Radio Netherlands explores the future of Kosovo. Kosovo is where Nato decided Albanian Islamic ethnic cleansing against Christian Serbs was preferable to Christian Serbian ethnic cleansing against Muslim Albanians. No one will be able to cleanse the hypocrisy of the venture, but is there a lesson to be learned for Iraq? Does ethnic cleansing explain what is happening in Iraq today? Is the same thing happening with Sunni and Shiite?
Kosovo: too heavy a burden for the EU?
by Vanessa Mock
The European Union will face one its biggest challenges when it has to supervise the democratic process in a newly-independent Kosovo. The United Nations special envoy Martti Ahtisaari will present his vision on the fate of Serbia's breakaway province on Friday. Although he is likely to avoid using the term 'independence' for fear of upsetting the Serb government in Belgrade, his proposal will effectively amount to some form of self-rule for ethnic Albanians. Self-rule but with strings attached: the government Kosovo in Pristina will be closely monitored by the EU in its efforts to kick-start the devastated economy, purge the country of crime and, most importantly, heal the deep ethnic divide.
The EU mission to Kosovo will consist of 2,000 officials at most - but it will be loaded with responsibility. It's not just the future of Kosovo that is at stake: the reputation of the EU itself is also on the line, says Lucia Montanaro-Jankovski, a Balkans expert at the Brussels-based European Policy Centre:
"I think it's the most daunting responsibility that the EU has ever taken on. It's a huge challenge.The European Union was considered to be very weak in the 1990s when they didn't manage to prevent certain conflicts in the Balkans on their doorsteps. And now there is a consensus among EU member states to take on this responsibility however daunting it is. They are the ideal interlocutors. But it will clearly be very difficult and they will have to be there in the long-haul."
For Joost Lagendijk, the rapporteur on Kosovo at the European Parliament, the biggest worry is the fate of the 100,000-strong Serb minority. Serbs are currently mostly confined to their own ethnic enclaves, separate from the rest of the ethnic Albanian population. Although the UN envoy will push for them getting a certain degree of autonomy from the Kosovar government, ultimately it will be the EU's job to make sure they are not persecuted.
"The EU will have to see to it that Serbs living in Kosovo will have all the rights that Kosovars have - the right to move, to travel - the same rights that the Albanians have. It is questionable whether Kosovars are ready to fully govern the country in a democratic, open and transparent way. So I think there will be a continuing role because the EU is already doing that to support the government."

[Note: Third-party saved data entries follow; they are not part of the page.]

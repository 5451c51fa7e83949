use std::time::Duration;

use serde::{de::DeserializeOwned, Serialize};
use tokio::{
    io::{AsyncReadExt, AsyncWriteExt},
    net::TcpStream,
    time::timeout,
};

use crate::error::RpcError;

/// Budget for one whole request/reply exchange, dial included. A peer
/// that misses it counts as a non-vote.
pub(crate) const RPC_TIMEOUT: Duration = Duration::from_millis(300);

pub(crate) async fn send_message<M>(conn: &mut TcpStream, message: &M) -> Result<(), RpcError>
where
    M: Serialize,
{
    let content = bincode::serialize(message)?;
    let len = (content.len() as u64).to_be_bytes();

    conn.write_all(&len).await?;
    conn.write_all(&content).await?;
    Ok(())
}

pub(crate) async fn recv_message<M>(conn: &mut TcpStream) -> Result<M, RpcError>
where
    M: DeserializeOwned,
{
    let mut len_buf: [u8; 8] = [0; 8];
    conn.read_exact(&mut len_buf).await?;

    let expected_len = u64::from_be_bytes(len_buf);
    let mut buf = vec![0u8; expected_len as usize];
    conn.read_exact(&mut buf).await?;

    Ok(bincode::deserialize(&buf)?)
}

/// One request/reply exchange with a peer. Returns None when the peer did
/// not answer in time, whether by dial failure, dropped connection,
/// garbled frame or timeout. The caller treats all of those the same way.
pub(crate) async fn call<Req, Rep>(addr: &str, request: &Req) -> Option<Rep>
where
    Req: Serialize,
    Rep: DeserializeOwned,
{
    let exchange = async {
        let mut stream = TcpStream::connect(addr).await.ok()?;
        send_message(&mut stream, request).await.ok()?;
        recv_message(&mut stream).await.ok()
    };
    timeout(RPC_TIMEOUT, exchange).await.ok().flatten()
}
use std::ops::Index;

use yaml_rust::YamlLoader;

/// Static description of the peer group: every peer's endpoint, in a fixed
/// order shared by all peers, plus this peer's index into that list.
#[derive(Debug, Clone)]
pub struct Configure {
    pub(crate) peer_cnt: usize,
    pub(crate) peer: Vec<String>,
    pub(crate) index: usize,
}

impl Configure {
    pub fn new(peer_cnt: usize, peer: Vec<String>, index: usize) -> Self {
        if peer.len() != peer_cnt {
            panic!(
                "the peer count is {}, but {} endpoints were given",
                peer_cnt,
                peer.len()
            );
        }
        if index >= peer_cnt {
            panic!("index {} is out of the peer range {}", index, peer_cnt);
        }

        Self {
            peer_cnt,
            peer,
            index,
        }
    }
}

impl Index<usize> for Configure {
    type Output = str;

    fn index(&self, index: usize) -> &Self::Output {
        &self.peer[index]
    }
}

pub trait ConfigureSrc {
    fn get_configure(&self) -> Configure;
}

/// Read Configure from a yaml document
pub struct YamlConfigureSrc {
    yaml: String,
}

impl YamlConfigureSrc {
    pub fn new(yaml: &str) -> Self {
        Self {
            yaml: yaml.to_owned(),
        }
    }
}

impl ConfigureSrc for YamlConfigureSrc {
    fn get_configure(&self) -> Configure {
        let yaml = YamlLoader::load_from_str(&self.yaml).unwrap();
        if yaml.len() != 1 {
            panic!("we should only pass in a single yaml document");
        }

        // have checked length
        let yaml = yaml.get(0).unwrap();

        let peer_cnt = yaml["peer_cnt"].as_i64().unwrap() as usize;

        let peer = yaml["peer"]
            .as_vec()
            .unwrap()
            .iter()
            .map(|y| y.as_str().unwrap().to_owned())
            .collect();

        let index = yaml["index"].as_i64().unwrap() as usize;

        Configure::new(peer_cnt, peer, index)
    }
}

A major fear is that there will be a repeat of the violent rioting that erupted back in 2004, when ethnic Albanians leashed out at Serbs and other minorities. Nineteen people were killed, thousands were displaced during two days of violence. NATO already has a massive 16,000 troops on the ground, which it says will stay put for the foreseeable future and which are already bracing for trouble. But for NATO to keep the peace, it has to work with the EU. NATO's Secretary-General, Jaap de Hoop-Scheffer, has complained in recent weeks that that isn't happening:
"What I repeat is that it is important that after a status settlement, everybody knows exactly what they are going to do. The EU will play a very important role and NATO K-For will play a very important role. So we do need the contacts NATO and European Union at the staff level, at the technical level but also at the political level."
Building up a state infrastructure is just one of the challenges facing the EU. It will also have to kick-start the economy, currently one of negative growth. That will mean a complete crackdown on corruption and crime, as Lucia Montanaro-Jankovski, explains:
"This will be a crucial issue for EU. Kosovo is considered to be the heart of criminal activity in the Balkans, where there is huge amounts of drug trafficking - particularly heroine, huge amounts of human trafficking, and therefore of women for prostitution and trafficking of arms. It's a huge threat to internal security. And it is crucial that the EU dare to be much more courageous and robust in its fight against organised crime."
The EU still has a long way to go before it will be ready to move in to help set up a more independent Kosovo. Luckily, it has time on its side. It's likely to take months of hard political wrangling before the status of the province is finally decided by the United Nations Security Council. But even after that milestone, there will be plenty more challenges in store for Kosovo.